impl RecurringScheduleEngine {
    pub fn new(
        schedules: Arc<dyn ScheduleRepository>,
        streams: Arc<dyn StreamRepository>,
        creator: Arc<dyn BroadcastCreator>,
        supervisor: ProcessSupervisor,
        clock: SharedClock,
        timezone: Tz,
        settings: EngineSettings,
    ) -> Self {
        Self {
            schedules,
            streams,
            creator,
            supervisor,
            clock,
            timezone,
            settings: Arc::new(settings),
            in_flight: Arc::new(Mutex::new(HashSet::new())),
        }
    }

    /// Tick until cancelled. The first tick runs immediately so windows
    /// missed while the service was down are caught up.
    pub async fn run(&self, cancellation_token: CancellationToken) {
        info!(
            "Starting recurring schedule engine (tick {:?}, timezone {})",
            self.settings.tick_interval,
            self.timezone.name()
        );

        let mut ticker = interval(self.settings.tick_interval);
        ticker.set_missed_tick_behavior(MissedTickBehavior::Delay);

        loop {
            tokio::select! {
                _ = ticker.tick() => {
                    let summary = self.tick().await;
                    if !summary.is_quiet() {
                        info!(
                            "Schedule tick: {} fired, {} failed, {} errored, {} stream(s) started",
                            summary.fired.len(),
                            summary.failed.len(),
                            summary.errored.len(),
                            summary.streams_started.len()
                        );
                    }
                }
                _ = cancellation_token.cancelled() => {
                    info!("Schedule engine received cancellation signal, shutting down");
                    break;
                }
            }
        }

        info!("Recurring schedule engine stopped");
    }

    pub async fn tick(&self) -> TickSummary {
        let now = self.clock.now();
        self.evaluate_at(now).await
    }

    /// Evaluate every enabled definition and every scheduled stream at `now`.
    /// Failures are isolated per item.
    pub async fn evaluate_at(&self, now: DateTime<Utc>) -> TickSummary {
        trace!(
            "Evaluating schedules at {}",
            format_for_display(now, &self.timezone)
        );
        let mut summary = TickSummary::default();

        match self.schedules.find_enabled().await {
            Ok(definitions) => {
                let results = join_all(definitions.into_iter().map(|definition| async move {
                    let id = definition.id;
                    let name = definition.name.clone();
                    (id, name, self.evaluate_definition(definition, now).await)
                }))
                .await;

                for (id, name, result) in results {
                    match result {
                        Ok(Outcome::Fired { .. }) => summary.fired.push(id),
                        Ok(Outcome::Failed(_)) => summary.failed.push(id),
                        Ok(Outcome::Rescheduled(next)) => debug!(
                            "Schedule '{}' rescheduled to {}",
                            name,
                            format_for_display(next, &self.timezone)
                        ),
                        Ok(Outcome::Skipped(reason)) => {
                            trace!("Schedule '{}' skipped: {:?}", name, reason)
                        }
                        Err(e) => {
                            warn!("Failed to evaluate schedule '{}' ({}): {}", name, id, e);
                            summary.errored.push(id);
                        }
                    }
                }
            }
            Err(e) => error!("Failed to fetch enabled schedules: {}", e),
        }

        summary.streams_started = self.start_due_streams(now).await;
        summary
    }

    async fn evaluate_definition(
        &self,
        mut definition: ScheduleDefinition,
        now: DateTime<Utc>,
    ) -> AppResult<Outcome> {
        if definition.next_run_at.is_none() {
            // Start from the earliest occurrence whose window is still open
            let from = now - self.settings.policy.window.late;
            if let Some(next) = next_occurrence(
                &definition.pattern,
                definition.time_of_day,
                &self.timezone,
                from,
            ) {
                self.schedules.set_next_run(definition.id, next).await?;
                debug!(
                    "Schedule '{}' first run at {}",
                    definition.name,
                    format_for_display(next, &self.timezone)
                );
                definition.next_run_at = Some(next);
            }
        }

        match decide(&definition, now, &self.timezone, &self.settings.policy) {
            Decision::Fire {
                occurrence,
                catch_up,
            } => self.fire(&definition, occurrence, catch_up, now).await,
            Decision::Reschedule { next_run_at } => {
                warn!(
                    "Schedule '{}' missed its run at {:?}, next run {}",
                    definition.name,
                    definition.next_run_at,
                    format_for_display(next_run_at, &self.timezone)
                );
                self.schedules
                    .set_next_run(definition.id, next_run_at)
                    .await?;
                Ok(Outcome::Rescheduled(next_run_at))
            }
            Decision::Skip(reason) => Ok(Outcome::Skipped(reason)),
        }
    }

    async fn fire(
        &self,
        definition: &ScheduleDefinition,
        occurrence: DateTime<Utc>,
        catch_up: bool,
        now: DateTime<Utc>,
    ) -> AppResult<Outcome> {
        let Some(_guard) = InFlightGuard::acquire(&self.in_flight, definition.id) else {
            debug!("Schedule '{}' already has a creation in flight", definition.name);
            return Ok(Outcome::Skipped(SkipReason::InFlight));
        };

        // Authoritative re-read right before the side effect
        let Some(current) = self.schedules.find_by_id(definition.id).await? else {
            return Ok(Outcome::Skipped(SkipReason::NoLongerEnabled));
        };
        if !current.enabled {
            return Ok(Outcome::Skipped(SkipReason::NoLongerEnabled));
        }
        let policy = &self.settings.policy;
        if already_ran(current.last_run_at, occurrence, &policy.window) {
            debug!(
                "Schedule '{}' already ran for {}",
                current.name,
                format_for_display(occurrence, &self.timezone)
            );
            return Ok(Outcome::Skipped(SkipReason::AlreadyRan));
        }
        if current
            .last_run_at
            .is_some_and(|last| now - last < policy.cooldown)
        {
            return Ok(Outcome::Skipped(SkipReason::Cooldown));
        }

        info!(
            "Schedule '{}' ({}) firing for {}{}",
            current.name,
            current.pattern.as_str(),
            format_for_display(occurrence, &self.timezone),
            if catch_up { " (catch-up)" } else { "" }
        );

        let request =
            BroadcastRequest::from_template(&current.template, current.id, occurrence.max(now));
        let creator = &self.creator;
        let request_ref = &request;
        let created = with_retry(
            &self.settings.creation_retry,
            |attempt| async move {
                debug!(
                    "Creating broadcast for schedule {} (attempt {})",
                    request_ref.schedule_definition_id, attempt
                );
                creator.create(request_ref).await
            },
            "broadcast creation",
        )
        .await;

        let created = match created {
            Ok(created) => created,
            Err(e) => return self.record_failure(&current, occurrence, e).await,
        };

        let next_run_at = next_occurrence(
            &current.pattern,
            current.time_of_day,
            &self.timezone,
            occurrence.max(now),
        )
        .ok_or(ScheduleConfigError::EmptyWeeklyDays)?;
        self.schedules
            .update_run(current.id, now, next_run_at)
            .await?;

        let stream = self.stream_for(
            &current,
            occurrence,
            &created.stream_key,
            &created.broadcast_id,
        );
        let stream = self.streams.save(stream).await?;
        info!(
            "Schedule '{}' created broadcast {} as stream {}, next run {}",
            current.name,
            created.broadcast_id,
            stream.id,
            format_for_display(next_run_at, &self.timezone)
        );

        // The run is recorded either way; a failed start is visible on the stream
        if let Err(e) = self.supervisor.start(stream.id).await {
            error!(
                "Schedule '{}' could not start stream {}: {}",
                current.name, stream.id, e
            );
        }

        Ok(Outcome::Fired {
            stream_id: stream.id,
            broadcast_id: created.broadcast_id,
        })
    }

    async fn record_failure(
        &self,
        definition: &ScheduleDefinition,
        occurrence: DateTime<Utc>,
        error: BroadcastError,
    ) -> AppResult<Outcome> {
        error!(
            "Broadcast creation for schedule '{}' failed ({}): {}",
            definition.name,
            error.kind(),
            error
        );
        self.schedules
            .record_error(definition.id, Some(format!("{}: {}", error.kind(), error)))
            .await?;

        // Fatal errors give up on this occurrence; transient ones may be
        // retried by a later tick while the window or catch-up allows
        if !matches!(error, BroadcastError::TransientNetwork(_))
            && let Some(next) = next_occurrence(
                &definition.pattern,
                definition.time_of_day,
                &self.timezone,
                occurrence,
            )
        {
            self.schedules.set_next_run(definition.id, next).await?;
        }

        Ok(Outcome::Failed(error))
    }

    fn stream_for(
        &self,
        definition: &ScheduleDefinition,
        occurrence: DateTime<Utc>,
        stream_key: &str,
        broadcast_id: &str,
    ) -> Stream {
        let template = &definition.template;
        let mut stream = Stream::new(
            template.title.clone(),
            template.input_source.clone(),
            ingest_url(&self.settings.output_base_url, stream_key),
            template.duration_minutes,
        );
        stream.loop_input = template.loop_input;
        stream.schedule_type = ScheduleType::Once;
        stream.schedule_time = Some(occurrence);
        stream.broadcast_id = Some(broadcast_id.to_string());
        stream.schedule_definition_id = Some(definition.id);
        stream
    }

    /// Start `scheduled` streams whose window is open at `now`
    async fn start_due_streams(&self, now: DateTime<Utc>) -> Vec<Uuid> {
        let scheduled = match self.streams.find_by_status(StreamStatus::Scheduled).await {
            Ok(streams) => streams,
            Err(e) => {
                error!("Failed to fetch scheduled streams: {}", e);
                return Vec::new();
            }
        };

        let mut started = Vec::new();
        for stream in scheduled {
            if !stream_is_due(&stream, now, &self.timezone, &self.settings.policy) {
                continue;
            }

            info!(
                "Scheduled stream {} ('{}', {}) is due",
                stream.id,
                stream.title,
                stream.schedule_type.as_str()
            );
            match self.supervisor.start(stream.id).await {
                Ok(_) => started.push(stream.id),
                Err(e) => warn!("Failed to start scheduled stream {}: {}", stream.id, e),
            }
        }
        started
    }

    /// Enable or disable a definition. Pattern, time, days and run timestamps
    /// are preserved; re-enabling recomputes `next_run_at` only if it is in the past.
    pub async fn set_enabled(&self, id: Uuid, enabled: bool) -> AppResult<ScheduleDefinition> {
        let definition = self
            .schedules
            .find_by_id(id)
            .await?
            .ok_or_else(|| RepositoryError::not_found("schedule definition", id))?;

        self.schedules.set_enabled(id, enabled).await?;

        if enabled {
            let now = self.clock.now();
            let needs_recompute = definition.next_run_at.is_none_or(|next| next <= now);
            if needs_recompute
                && let Some(next) = next_occurrence(
                    &definition.pattern,
                    definition.time_of_day,
                    &self.timezone,
                    now,
                )
            {
                self.schedules.set_next_run(id, next).await?;
            }
        }

        info!(
            "Schedule '{}' {}",
            definition.name,
            if enabled { "enabled" } else { "disabled" }
        );

        self.schedules
            .find_by_id(id)
            .await?
            .ok_or_else(|| RepositoryError::not_found("schedule definition", id).into())
    }
}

****************

**Aim of the task:**
Restate the listing exactly, starting at its first line and ending at the line where "let mut ticker" occurs; include both and no other lines.

**Written response:**
impl RecurringScheduleEngine {
    pub fn new(
        schedules: Arc<dyn ScheduleRepository>,
        streams: Arc<dyn StreamRepository>,
        creator: Arc<dyn BroadcastCreator>,
        supervisor: ProcessSupervisor,
        clock: SharedClock,
        timezone: Tz,
        settings: EngineSettings,
    ) -> Self {
        Self {
            schedules,
            streams,
            creator,
            supervisor,
            clock,
            timezone,
            settings: Arc::new(settings),
            in_flight: Arc::new(Mutex::new(HashSet::new())),
        }
    }

    /// Tick until cancelled. The first tick runs immediately so windows
    /// missed while the service was down are caught up.
    pub async fn run(&self, cancellation_token: CancellationToken) {
        info!(
            "Starting recurring schedule engine (tick {:?}, timezone {})",
            self.settings.tick_interval,
            self.timezone.name()
        );

        let mut ticker = interval(self.settings.tick_interval);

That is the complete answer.